◆ Stored data:
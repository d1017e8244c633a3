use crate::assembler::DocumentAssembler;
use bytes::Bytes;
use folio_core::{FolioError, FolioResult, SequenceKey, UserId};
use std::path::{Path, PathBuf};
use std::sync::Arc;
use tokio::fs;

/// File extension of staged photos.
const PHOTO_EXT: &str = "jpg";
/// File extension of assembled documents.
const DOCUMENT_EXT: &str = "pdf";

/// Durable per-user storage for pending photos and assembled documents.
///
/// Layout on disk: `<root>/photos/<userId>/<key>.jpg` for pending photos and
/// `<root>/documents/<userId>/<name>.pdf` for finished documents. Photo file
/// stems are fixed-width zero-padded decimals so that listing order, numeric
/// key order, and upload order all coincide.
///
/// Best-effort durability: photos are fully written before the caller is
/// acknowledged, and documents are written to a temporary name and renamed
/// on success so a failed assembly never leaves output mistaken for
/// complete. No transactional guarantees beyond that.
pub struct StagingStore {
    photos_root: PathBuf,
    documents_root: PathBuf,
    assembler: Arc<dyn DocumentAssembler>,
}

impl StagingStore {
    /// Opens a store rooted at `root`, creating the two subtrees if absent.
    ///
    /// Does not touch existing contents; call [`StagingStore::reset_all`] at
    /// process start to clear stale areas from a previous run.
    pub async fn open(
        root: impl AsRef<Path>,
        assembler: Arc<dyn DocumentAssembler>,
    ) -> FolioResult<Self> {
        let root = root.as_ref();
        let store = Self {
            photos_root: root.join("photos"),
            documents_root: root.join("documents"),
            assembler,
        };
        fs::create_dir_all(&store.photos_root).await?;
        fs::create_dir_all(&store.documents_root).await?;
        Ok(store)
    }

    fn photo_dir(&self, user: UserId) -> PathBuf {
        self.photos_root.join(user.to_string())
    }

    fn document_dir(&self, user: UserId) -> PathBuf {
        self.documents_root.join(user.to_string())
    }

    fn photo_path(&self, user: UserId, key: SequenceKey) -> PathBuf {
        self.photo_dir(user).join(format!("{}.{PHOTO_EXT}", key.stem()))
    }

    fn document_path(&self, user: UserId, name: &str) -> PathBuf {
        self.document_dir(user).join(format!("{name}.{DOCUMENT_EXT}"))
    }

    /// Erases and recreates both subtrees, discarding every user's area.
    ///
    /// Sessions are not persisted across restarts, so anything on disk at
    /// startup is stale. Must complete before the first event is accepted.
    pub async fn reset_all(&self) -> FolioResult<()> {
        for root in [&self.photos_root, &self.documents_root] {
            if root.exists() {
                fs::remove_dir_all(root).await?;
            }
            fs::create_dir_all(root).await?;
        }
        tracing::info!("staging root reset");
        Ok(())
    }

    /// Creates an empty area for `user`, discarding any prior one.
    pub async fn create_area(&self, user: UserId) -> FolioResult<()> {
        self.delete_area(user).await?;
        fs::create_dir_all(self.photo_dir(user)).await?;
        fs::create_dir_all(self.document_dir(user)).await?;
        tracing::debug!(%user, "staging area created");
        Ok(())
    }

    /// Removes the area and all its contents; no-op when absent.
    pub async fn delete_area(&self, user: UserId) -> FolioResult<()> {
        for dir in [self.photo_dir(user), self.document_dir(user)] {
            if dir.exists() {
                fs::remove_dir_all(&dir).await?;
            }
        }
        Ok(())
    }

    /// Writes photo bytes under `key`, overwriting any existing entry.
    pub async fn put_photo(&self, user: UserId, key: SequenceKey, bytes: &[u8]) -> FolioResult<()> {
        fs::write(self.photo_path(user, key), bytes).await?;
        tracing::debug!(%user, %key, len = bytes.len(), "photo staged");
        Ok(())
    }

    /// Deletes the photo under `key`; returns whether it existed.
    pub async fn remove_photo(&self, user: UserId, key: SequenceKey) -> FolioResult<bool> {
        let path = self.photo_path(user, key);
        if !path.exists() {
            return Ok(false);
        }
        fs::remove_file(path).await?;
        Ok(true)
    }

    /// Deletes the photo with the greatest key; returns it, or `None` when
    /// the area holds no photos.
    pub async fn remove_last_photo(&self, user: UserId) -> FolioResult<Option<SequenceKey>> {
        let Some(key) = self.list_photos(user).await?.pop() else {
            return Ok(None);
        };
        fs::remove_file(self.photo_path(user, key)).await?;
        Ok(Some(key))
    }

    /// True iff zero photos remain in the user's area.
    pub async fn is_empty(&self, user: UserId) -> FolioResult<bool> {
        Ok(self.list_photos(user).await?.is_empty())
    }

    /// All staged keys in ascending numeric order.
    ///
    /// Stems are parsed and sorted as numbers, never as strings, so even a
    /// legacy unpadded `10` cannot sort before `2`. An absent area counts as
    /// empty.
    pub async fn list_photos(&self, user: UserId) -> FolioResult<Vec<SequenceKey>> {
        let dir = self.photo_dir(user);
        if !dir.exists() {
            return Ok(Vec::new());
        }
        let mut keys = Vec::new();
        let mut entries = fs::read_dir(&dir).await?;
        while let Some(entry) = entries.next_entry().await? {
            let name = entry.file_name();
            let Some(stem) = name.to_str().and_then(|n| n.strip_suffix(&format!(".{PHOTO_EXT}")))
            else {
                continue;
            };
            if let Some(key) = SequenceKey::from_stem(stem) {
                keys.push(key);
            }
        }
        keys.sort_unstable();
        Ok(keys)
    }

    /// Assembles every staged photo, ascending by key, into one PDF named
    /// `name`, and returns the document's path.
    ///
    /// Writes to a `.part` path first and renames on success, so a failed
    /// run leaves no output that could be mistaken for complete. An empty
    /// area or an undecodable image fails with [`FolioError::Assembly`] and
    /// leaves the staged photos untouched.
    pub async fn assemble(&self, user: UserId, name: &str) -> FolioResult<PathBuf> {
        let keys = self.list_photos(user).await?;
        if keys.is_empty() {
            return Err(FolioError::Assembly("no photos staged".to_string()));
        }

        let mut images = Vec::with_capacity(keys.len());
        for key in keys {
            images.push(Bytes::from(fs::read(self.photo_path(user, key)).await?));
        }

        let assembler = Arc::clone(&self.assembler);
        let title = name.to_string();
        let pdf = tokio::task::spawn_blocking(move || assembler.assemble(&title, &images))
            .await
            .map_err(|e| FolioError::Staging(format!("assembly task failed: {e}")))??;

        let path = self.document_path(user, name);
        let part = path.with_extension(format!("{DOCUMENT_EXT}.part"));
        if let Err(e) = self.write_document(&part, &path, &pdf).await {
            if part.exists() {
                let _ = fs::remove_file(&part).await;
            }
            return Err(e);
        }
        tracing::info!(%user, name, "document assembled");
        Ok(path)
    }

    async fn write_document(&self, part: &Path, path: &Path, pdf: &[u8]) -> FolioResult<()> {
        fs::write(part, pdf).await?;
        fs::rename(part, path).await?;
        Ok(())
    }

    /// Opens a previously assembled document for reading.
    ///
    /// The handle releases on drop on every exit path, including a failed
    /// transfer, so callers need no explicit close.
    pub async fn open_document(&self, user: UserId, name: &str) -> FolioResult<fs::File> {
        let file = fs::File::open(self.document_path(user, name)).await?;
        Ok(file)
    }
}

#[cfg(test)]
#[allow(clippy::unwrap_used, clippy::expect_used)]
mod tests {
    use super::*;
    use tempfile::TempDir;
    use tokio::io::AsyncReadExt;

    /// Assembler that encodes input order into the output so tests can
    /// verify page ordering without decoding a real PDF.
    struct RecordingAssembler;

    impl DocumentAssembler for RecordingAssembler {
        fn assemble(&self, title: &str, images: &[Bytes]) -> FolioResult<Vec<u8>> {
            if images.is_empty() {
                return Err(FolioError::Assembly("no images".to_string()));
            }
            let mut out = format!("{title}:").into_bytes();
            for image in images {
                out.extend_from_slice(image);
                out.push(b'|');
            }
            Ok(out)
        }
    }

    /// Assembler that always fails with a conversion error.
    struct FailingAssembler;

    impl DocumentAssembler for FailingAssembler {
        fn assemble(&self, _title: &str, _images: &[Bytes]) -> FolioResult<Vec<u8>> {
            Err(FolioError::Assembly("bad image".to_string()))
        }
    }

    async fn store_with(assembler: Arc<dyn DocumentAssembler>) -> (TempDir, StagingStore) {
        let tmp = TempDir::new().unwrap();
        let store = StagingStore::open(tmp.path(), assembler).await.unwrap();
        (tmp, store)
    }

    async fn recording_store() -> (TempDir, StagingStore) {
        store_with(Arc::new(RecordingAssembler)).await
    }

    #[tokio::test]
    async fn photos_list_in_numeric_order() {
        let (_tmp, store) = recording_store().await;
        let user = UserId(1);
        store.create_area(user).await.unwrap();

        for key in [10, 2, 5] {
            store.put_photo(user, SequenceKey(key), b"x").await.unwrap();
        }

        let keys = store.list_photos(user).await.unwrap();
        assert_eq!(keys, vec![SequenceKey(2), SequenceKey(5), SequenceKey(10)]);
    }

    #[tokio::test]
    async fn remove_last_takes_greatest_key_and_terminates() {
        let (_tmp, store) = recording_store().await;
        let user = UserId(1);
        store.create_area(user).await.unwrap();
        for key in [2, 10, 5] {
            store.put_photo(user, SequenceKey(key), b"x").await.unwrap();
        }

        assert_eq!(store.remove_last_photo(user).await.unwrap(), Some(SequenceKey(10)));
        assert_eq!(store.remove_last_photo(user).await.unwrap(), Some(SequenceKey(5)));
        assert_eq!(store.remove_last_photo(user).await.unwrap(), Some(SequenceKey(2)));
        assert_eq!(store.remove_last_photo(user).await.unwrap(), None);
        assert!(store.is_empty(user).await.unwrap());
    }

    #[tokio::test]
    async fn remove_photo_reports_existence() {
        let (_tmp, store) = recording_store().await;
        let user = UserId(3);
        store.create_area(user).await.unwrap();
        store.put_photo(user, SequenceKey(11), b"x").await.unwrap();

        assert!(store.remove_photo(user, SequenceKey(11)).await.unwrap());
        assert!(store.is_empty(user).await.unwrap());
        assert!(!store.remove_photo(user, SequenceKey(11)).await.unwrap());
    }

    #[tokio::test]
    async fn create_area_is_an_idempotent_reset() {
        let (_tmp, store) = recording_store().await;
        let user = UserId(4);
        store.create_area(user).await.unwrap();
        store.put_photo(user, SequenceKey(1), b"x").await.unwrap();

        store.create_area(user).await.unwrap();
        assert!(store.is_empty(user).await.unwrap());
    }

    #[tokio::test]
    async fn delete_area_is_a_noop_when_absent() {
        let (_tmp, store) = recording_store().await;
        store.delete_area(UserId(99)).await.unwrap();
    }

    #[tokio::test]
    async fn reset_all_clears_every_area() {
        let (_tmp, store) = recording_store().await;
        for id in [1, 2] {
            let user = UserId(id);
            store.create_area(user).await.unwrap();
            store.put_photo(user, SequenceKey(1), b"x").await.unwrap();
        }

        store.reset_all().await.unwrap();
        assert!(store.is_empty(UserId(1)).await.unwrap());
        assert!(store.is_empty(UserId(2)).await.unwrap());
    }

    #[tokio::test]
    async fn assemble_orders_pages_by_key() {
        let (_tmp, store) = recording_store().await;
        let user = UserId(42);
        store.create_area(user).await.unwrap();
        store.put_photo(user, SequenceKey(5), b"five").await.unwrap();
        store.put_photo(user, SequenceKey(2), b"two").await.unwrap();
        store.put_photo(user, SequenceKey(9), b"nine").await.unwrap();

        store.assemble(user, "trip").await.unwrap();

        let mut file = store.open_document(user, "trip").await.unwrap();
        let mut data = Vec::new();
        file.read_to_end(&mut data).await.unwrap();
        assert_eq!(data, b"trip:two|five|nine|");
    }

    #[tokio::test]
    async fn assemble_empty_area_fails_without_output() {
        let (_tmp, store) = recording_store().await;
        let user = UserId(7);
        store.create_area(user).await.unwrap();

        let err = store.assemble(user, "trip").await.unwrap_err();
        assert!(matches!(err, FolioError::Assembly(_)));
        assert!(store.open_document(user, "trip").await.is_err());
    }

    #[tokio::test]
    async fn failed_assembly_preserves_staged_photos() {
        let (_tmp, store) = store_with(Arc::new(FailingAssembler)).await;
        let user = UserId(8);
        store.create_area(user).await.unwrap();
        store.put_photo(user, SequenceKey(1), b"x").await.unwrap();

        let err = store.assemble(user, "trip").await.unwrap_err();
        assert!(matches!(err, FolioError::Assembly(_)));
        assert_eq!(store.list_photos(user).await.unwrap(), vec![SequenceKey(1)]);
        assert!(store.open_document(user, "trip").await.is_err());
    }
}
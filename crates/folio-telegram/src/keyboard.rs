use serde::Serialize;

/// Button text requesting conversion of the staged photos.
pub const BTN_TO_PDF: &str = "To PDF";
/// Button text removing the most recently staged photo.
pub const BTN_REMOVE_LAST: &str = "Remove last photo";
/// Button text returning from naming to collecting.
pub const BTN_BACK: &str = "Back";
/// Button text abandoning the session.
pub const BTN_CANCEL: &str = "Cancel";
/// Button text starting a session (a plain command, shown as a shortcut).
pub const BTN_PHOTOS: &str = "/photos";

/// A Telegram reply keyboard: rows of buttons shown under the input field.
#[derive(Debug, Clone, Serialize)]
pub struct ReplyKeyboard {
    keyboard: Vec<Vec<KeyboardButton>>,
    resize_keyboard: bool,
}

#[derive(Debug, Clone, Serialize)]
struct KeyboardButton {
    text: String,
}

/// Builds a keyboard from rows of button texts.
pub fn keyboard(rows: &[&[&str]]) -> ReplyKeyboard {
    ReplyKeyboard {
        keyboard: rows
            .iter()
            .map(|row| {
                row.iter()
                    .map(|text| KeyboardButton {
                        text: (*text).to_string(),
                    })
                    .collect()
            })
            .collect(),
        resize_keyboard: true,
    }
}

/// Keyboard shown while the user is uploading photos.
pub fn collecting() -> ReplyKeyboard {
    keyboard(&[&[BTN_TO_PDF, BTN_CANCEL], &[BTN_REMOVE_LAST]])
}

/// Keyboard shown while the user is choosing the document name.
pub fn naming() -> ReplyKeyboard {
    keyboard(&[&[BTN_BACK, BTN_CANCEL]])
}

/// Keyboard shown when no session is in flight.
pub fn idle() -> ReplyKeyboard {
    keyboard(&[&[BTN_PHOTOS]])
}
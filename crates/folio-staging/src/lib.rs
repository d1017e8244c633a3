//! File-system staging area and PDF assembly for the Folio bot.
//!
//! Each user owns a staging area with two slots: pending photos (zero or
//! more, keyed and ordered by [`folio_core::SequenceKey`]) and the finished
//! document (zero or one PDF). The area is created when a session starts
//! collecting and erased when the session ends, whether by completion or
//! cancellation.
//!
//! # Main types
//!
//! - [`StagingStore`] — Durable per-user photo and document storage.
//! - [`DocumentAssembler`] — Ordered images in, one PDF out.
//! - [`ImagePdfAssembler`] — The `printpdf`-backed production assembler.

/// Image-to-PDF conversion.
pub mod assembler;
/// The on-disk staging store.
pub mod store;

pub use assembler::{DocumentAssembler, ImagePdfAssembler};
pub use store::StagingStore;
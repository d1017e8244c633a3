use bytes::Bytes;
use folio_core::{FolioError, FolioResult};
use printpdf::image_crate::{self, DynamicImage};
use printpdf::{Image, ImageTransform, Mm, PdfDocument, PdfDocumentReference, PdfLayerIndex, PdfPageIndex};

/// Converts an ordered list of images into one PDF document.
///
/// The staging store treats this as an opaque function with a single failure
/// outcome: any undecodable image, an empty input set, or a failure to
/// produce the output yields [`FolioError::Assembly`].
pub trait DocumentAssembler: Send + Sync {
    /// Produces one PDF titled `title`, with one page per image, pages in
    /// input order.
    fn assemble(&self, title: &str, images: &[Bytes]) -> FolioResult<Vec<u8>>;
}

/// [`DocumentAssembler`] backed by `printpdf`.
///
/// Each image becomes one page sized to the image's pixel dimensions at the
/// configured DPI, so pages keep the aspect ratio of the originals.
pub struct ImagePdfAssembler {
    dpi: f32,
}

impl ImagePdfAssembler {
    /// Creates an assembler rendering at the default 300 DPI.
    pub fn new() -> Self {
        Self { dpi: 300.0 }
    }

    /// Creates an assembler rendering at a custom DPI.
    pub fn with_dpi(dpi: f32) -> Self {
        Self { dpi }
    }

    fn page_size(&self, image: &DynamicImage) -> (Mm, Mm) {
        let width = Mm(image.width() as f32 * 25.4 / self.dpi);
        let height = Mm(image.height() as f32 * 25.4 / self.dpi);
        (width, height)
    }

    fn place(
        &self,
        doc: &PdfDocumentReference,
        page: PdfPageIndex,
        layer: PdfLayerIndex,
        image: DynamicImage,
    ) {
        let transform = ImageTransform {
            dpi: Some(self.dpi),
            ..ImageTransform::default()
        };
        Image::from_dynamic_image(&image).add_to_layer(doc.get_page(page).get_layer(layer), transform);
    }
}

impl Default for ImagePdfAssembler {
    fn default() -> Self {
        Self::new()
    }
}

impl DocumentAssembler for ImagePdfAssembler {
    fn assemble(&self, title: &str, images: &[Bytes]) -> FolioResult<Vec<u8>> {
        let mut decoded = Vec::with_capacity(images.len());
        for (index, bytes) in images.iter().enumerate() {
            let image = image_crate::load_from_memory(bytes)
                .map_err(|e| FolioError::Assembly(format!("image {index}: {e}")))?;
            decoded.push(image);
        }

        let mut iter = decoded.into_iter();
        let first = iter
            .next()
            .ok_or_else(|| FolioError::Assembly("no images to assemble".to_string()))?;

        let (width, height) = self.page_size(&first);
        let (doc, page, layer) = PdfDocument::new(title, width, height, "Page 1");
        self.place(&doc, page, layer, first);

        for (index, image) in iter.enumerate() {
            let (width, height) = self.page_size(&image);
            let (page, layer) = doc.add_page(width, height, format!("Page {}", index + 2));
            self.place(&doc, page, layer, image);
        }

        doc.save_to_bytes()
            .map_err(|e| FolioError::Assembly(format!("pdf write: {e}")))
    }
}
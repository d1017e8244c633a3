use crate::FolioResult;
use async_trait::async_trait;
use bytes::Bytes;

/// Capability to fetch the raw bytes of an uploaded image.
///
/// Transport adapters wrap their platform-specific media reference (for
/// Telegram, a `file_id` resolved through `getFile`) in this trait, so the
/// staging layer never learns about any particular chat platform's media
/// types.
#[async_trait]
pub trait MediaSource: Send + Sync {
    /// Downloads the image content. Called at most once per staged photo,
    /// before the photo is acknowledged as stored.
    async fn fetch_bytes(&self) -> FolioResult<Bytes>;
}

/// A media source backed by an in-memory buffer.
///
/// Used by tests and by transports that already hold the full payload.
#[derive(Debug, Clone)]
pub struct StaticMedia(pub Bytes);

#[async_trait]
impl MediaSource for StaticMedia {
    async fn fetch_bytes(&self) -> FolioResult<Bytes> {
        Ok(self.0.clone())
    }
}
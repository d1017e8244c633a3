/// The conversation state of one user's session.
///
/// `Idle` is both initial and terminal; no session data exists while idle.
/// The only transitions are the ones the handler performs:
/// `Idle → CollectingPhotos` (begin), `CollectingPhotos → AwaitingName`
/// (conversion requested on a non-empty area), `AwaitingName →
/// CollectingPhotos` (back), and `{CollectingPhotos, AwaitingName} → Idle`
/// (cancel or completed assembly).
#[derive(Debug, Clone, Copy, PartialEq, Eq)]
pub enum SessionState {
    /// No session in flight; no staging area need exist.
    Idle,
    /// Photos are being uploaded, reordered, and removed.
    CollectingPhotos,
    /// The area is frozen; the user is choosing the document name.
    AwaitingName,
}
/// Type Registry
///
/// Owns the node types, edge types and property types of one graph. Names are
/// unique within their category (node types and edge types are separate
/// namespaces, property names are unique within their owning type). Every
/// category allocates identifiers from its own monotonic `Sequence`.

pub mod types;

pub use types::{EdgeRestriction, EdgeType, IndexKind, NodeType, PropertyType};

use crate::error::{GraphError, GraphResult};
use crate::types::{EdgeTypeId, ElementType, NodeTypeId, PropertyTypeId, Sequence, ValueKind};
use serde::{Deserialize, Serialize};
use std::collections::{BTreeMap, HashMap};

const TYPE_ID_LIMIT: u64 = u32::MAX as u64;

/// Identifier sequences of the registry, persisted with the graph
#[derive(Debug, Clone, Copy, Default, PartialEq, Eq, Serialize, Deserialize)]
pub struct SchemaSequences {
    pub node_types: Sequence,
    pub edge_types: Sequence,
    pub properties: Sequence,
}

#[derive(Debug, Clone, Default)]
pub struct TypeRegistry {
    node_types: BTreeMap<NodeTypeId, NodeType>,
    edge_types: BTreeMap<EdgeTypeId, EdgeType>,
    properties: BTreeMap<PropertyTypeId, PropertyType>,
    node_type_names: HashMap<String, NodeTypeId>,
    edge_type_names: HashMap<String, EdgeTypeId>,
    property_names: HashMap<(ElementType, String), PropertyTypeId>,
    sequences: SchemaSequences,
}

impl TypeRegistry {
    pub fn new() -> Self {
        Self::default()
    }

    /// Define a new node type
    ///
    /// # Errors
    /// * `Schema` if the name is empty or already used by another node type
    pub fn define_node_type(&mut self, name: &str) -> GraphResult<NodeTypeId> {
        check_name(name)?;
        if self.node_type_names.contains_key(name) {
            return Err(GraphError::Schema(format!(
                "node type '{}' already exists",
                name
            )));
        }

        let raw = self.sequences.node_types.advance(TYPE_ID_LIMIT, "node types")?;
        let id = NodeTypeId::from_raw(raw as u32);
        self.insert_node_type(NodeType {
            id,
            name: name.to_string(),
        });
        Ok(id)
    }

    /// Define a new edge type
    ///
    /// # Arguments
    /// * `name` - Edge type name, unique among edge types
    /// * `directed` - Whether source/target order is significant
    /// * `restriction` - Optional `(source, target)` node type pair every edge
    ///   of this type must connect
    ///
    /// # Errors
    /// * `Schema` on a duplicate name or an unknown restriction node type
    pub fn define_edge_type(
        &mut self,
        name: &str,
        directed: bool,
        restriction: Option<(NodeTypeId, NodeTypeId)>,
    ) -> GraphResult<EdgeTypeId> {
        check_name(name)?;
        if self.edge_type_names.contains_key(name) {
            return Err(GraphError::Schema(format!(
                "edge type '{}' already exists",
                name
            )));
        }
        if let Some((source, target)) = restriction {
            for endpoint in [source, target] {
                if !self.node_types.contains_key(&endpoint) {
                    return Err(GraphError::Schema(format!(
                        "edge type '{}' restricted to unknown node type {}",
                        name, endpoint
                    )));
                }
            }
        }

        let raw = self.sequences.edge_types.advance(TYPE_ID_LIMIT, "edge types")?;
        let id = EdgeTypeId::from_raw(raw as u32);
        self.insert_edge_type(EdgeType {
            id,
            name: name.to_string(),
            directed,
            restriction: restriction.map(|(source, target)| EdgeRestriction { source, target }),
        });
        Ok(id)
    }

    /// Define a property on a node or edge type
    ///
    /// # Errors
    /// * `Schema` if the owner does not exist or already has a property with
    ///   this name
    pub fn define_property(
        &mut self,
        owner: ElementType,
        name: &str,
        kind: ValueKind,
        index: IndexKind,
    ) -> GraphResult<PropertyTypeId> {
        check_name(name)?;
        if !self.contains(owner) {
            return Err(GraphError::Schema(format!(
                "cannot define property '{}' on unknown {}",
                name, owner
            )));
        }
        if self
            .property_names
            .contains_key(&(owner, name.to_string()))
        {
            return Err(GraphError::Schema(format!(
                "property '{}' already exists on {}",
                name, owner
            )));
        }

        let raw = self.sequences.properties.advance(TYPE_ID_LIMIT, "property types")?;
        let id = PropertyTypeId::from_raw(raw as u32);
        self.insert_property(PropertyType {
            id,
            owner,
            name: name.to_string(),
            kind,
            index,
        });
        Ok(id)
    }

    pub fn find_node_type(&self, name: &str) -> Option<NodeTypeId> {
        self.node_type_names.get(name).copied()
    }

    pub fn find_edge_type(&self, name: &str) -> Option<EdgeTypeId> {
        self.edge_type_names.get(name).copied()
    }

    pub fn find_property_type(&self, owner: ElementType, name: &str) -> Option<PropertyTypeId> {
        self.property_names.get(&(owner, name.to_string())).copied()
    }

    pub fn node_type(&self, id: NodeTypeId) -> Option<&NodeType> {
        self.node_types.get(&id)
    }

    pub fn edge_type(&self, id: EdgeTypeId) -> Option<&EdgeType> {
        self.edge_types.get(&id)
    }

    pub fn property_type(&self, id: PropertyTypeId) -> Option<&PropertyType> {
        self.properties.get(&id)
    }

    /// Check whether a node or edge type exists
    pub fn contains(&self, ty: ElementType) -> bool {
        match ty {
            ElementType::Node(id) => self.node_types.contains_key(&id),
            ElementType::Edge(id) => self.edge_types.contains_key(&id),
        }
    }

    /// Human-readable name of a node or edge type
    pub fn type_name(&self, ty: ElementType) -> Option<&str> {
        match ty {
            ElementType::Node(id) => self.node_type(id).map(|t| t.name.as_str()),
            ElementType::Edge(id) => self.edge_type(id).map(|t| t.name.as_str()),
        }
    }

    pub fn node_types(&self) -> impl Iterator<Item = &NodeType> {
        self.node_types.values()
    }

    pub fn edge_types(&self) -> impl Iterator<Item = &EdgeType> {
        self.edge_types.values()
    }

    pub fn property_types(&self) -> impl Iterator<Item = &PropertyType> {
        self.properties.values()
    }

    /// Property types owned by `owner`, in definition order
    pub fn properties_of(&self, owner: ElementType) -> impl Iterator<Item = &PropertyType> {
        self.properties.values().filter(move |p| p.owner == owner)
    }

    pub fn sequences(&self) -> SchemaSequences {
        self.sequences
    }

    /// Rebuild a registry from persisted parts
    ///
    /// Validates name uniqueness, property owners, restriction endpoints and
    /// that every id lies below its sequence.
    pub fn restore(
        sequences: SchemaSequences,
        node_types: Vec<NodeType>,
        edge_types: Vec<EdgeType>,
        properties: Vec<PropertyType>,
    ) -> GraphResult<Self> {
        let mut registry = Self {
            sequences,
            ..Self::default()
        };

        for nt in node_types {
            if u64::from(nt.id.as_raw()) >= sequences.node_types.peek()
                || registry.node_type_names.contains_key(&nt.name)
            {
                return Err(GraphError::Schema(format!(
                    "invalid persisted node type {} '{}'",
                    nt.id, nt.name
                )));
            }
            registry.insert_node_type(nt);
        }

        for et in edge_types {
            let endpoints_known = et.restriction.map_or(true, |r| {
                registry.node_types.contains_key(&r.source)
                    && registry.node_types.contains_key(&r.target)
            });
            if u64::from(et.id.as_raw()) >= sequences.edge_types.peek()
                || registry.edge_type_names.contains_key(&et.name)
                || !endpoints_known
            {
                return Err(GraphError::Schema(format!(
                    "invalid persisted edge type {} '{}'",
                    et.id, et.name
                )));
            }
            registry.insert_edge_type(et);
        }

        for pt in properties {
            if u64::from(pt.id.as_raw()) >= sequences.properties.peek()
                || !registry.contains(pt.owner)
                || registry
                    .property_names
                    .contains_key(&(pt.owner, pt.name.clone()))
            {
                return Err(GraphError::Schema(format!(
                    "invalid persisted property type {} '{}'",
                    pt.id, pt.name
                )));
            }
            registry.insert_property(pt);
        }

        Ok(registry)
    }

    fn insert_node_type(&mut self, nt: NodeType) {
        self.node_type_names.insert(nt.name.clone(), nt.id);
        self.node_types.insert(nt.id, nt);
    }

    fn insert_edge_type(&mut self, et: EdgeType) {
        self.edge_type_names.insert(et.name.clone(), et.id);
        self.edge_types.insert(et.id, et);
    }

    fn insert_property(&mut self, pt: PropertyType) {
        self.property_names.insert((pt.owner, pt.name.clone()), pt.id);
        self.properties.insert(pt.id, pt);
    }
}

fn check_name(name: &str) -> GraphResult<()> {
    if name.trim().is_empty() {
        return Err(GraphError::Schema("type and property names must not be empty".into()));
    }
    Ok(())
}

◆ What is being asked: The lines to return are those with the string "enumerate" in them; copy each from the entries above.

◆ Answer section:
        for (index, bytes) in images.iter().enumerate() {
        for (index, image) in iter.enumerate() {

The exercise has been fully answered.